Patients with Lung Cancer with Metachronous or Synchronous Gastric Cancer

Koichi Kurishima; Hiroaki Satoh; Katsunori Kagohashi; Shinsuke Homma; Hidetsugu Nakayama; Gen Ohara; Hiroichi Ishikawa; Nobuyuki Hizawa


Clin Lung Cancer. 2009;10(6):422-425. 

In This Article

Abstract and Introduction


Background: There are few reports of treatment and outcome for patients with metachronous or synchronous lung and gastric cancers. To evaluate them, we conducted a retrospective study.
Patients and Methods: The medical records of patients with lung cancer who previously or simultaneously had gastric cancer seen in our division between January 1979 and July 2008 were reviewed.
Results: Forty-five (3.2%) of 1391 patients had previous or simultaneous gastric cancer. The proportion of men was higher among patients with lung cancer with gastric cancer than those without (P = .0006). There was a significant difference in age at the time of diagnosis of lung cancer between the 45 patients with gastric cancer and the 1346 patients without it (P = .0344). The proportion of smokers was higher among lung cancer patients with gastric cancer than those without (P = .0015). Twenty-seven of 45 patients had smoking-related cell types of lung cancer: squamous cell carcinoma and small-cell lung cancer. The proportion of these 2 cell types was higher in patients with lung cancer with gastric cancer than those without (P = .02). The diagnosis of gastric cancer preceded the diagnosis of lung cancer in 33 patients, and the median duration from the diagnosis of gastric cancer to that of the lung cancer was 6 years.
Conclusion: For patients with gastric cancer, smoking cessation, a chest radiograph at least yearly for several years, and swift evaluation of signs or symptoms that are suggestive of lung cancer should be recommended, especially in elderly men with gastric cancer and smoking habit.

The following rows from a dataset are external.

//! Media-type vocabulary and container parsing.
//!
//! [`detect`] identifies formats from extensions, magic bytes, and media
//! types. [`tiff`] and [`jp2`] parse the two structured containers deeply
//! enough to expose their resolution pyramids without decoding pixels;
//! [`jpeg`] provides the marker-level utilities (table merging, metadata
//! segment capture) shared by the TIFF tile decoder and the JPEG reader and
//! writer.

pub mod detect;
pub mod jp2;
pub mod jpeg;
pub mod tiff;

pub use detect::{detect_format, is_tiff_signature, sniff_format, Format, MAGIC_LEN};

Patients with lung cancer can have other malignancies, but so too can those with gastric cancer.[1–12] Epidemiologically, it has been suggested that cigarette smoking is closely associated with an increased risk of cancers in various organs, including the lung and stomach.[13–15] Lung cancer is primarily known to be associated with upper aerodigestive cancer, but the incidence of its association with gastric cancer might not be ignored, especially in Japan.[1,2,6,7] On the other hand, lung cancer seems to be one of the most common second primary cancers in patients with gastric cancer.[1,6] However, there are few reports of treatment and outcome for patients with synchronous and metachronous lung and gastric cancers.[4,7,8,12] Additionally, the treatments for these lung cancer patients and their outcomes are scarcely reported.[5,8,12] To evaluate such clinical information, we reviewed our experience with lung cancer patients who metachronously or synchronously developed gastric cancer.